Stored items
┏━━

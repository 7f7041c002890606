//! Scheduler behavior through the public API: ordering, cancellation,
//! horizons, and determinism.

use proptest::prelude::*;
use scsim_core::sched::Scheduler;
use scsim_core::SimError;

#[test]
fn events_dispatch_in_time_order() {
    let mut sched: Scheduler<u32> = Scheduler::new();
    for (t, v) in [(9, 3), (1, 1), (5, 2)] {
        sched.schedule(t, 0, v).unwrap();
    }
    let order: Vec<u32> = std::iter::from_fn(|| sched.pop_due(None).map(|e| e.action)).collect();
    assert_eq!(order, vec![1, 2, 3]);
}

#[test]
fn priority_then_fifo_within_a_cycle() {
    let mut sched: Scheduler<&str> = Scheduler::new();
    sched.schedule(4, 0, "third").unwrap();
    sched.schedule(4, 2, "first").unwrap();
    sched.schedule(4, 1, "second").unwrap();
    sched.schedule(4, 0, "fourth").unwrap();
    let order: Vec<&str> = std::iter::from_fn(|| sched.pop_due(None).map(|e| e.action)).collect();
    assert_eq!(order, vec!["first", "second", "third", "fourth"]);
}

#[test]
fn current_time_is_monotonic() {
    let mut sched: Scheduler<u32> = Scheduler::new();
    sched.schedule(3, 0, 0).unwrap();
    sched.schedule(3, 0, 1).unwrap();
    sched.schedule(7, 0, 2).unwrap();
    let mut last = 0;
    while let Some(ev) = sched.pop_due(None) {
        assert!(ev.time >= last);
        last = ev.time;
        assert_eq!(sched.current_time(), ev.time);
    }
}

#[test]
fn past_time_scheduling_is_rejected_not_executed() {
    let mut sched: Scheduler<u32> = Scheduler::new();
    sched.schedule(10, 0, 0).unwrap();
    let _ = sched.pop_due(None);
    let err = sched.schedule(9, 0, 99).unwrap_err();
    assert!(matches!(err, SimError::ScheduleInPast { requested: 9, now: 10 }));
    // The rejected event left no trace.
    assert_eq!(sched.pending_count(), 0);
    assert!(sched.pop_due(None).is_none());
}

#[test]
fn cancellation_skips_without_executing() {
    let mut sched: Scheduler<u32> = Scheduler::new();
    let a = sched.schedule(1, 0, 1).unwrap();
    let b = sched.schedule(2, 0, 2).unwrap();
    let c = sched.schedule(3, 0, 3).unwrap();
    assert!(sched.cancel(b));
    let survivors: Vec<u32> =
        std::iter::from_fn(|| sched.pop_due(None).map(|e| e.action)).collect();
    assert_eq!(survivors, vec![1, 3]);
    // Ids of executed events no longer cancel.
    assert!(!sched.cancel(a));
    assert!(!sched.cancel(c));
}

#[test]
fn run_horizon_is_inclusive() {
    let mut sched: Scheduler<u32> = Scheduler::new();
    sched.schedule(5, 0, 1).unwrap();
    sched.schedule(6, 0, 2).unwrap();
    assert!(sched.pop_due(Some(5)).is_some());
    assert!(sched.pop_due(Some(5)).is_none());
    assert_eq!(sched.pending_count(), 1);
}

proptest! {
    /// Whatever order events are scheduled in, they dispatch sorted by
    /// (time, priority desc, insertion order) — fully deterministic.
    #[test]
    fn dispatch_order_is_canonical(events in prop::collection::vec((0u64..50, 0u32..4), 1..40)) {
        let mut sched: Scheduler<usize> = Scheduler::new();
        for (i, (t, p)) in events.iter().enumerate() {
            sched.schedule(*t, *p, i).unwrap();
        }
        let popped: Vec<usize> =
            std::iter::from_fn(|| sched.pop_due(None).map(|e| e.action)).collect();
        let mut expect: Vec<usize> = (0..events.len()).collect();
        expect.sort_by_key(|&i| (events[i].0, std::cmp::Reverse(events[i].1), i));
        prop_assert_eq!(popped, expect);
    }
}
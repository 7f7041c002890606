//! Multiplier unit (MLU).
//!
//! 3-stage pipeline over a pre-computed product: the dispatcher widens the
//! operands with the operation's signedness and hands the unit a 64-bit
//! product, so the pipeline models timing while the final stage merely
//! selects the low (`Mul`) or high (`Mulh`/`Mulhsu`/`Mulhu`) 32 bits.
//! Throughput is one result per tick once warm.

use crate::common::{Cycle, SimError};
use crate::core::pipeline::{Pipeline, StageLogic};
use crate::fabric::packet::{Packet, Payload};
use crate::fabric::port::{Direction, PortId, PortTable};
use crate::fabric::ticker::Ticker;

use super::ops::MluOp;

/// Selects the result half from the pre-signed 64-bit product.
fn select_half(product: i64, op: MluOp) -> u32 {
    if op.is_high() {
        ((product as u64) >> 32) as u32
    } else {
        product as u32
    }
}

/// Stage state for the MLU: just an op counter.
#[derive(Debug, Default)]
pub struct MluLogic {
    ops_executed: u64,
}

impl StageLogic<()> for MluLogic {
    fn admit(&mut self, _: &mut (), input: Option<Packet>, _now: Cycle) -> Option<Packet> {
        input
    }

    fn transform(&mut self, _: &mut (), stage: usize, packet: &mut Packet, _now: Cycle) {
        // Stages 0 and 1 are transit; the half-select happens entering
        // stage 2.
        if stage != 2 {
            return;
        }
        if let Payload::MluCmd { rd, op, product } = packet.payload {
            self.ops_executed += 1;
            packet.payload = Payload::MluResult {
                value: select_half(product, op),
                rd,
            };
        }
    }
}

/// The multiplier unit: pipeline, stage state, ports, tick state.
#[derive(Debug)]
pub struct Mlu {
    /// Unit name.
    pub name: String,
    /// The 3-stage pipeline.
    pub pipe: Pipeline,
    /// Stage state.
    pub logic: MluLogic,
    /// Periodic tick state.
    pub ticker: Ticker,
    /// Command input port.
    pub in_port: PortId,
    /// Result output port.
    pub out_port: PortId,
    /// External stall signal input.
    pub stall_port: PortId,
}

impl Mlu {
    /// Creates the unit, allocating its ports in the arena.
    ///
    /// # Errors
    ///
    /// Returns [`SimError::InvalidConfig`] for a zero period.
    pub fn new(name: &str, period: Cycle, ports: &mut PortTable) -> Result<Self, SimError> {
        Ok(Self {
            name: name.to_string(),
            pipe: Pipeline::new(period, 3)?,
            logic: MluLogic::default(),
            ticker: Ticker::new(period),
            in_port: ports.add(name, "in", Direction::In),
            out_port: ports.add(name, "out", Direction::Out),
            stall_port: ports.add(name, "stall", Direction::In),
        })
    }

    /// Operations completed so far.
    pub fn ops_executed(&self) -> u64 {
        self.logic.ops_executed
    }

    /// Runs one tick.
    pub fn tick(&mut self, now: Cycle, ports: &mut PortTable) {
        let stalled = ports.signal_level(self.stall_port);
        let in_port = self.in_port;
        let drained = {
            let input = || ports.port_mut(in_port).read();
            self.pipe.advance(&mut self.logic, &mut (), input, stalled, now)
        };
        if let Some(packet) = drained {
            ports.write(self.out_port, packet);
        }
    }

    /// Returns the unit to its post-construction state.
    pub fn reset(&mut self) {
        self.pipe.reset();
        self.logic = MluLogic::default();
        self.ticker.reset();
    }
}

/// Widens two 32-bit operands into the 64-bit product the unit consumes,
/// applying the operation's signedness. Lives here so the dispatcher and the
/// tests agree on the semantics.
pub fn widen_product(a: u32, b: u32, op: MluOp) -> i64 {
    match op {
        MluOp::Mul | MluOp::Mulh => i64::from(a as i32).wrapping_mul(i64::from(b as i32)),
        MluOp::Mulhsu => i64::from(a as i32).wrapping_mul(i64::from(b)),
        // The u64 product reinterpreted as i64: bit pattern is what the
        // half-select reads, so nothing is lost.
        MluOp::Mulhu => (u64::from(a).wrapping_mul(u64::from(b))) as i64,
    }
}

┗━━

Retype the portion of the data above that starts on the line with "unit a 64-bit" and finishes on the line with "use super::ops::MluOp;", including both of those lines.

YOUR SOLUTION –
//! operands with the operation's signedness and hands the unit a 64-bit
//! product, so the pipeline models timing while the final stage merely
//! selects the low (`Mul`) or high (`Mulh`/`Mulhsu`/`Mulhu`) 32 bits.
//! Throughput is one result per tick once warm.

use crate::common::{Cycle, SimError};
use crate::core::pipeline::{Pipeline, StageLogic};
use crate::fabric::packet::{Packet, Payload};
use crate::fabric::port::{Direction, PortId, PortTable};
use crate::fabric::ticker::Ticker;

use super::ops::MluOp;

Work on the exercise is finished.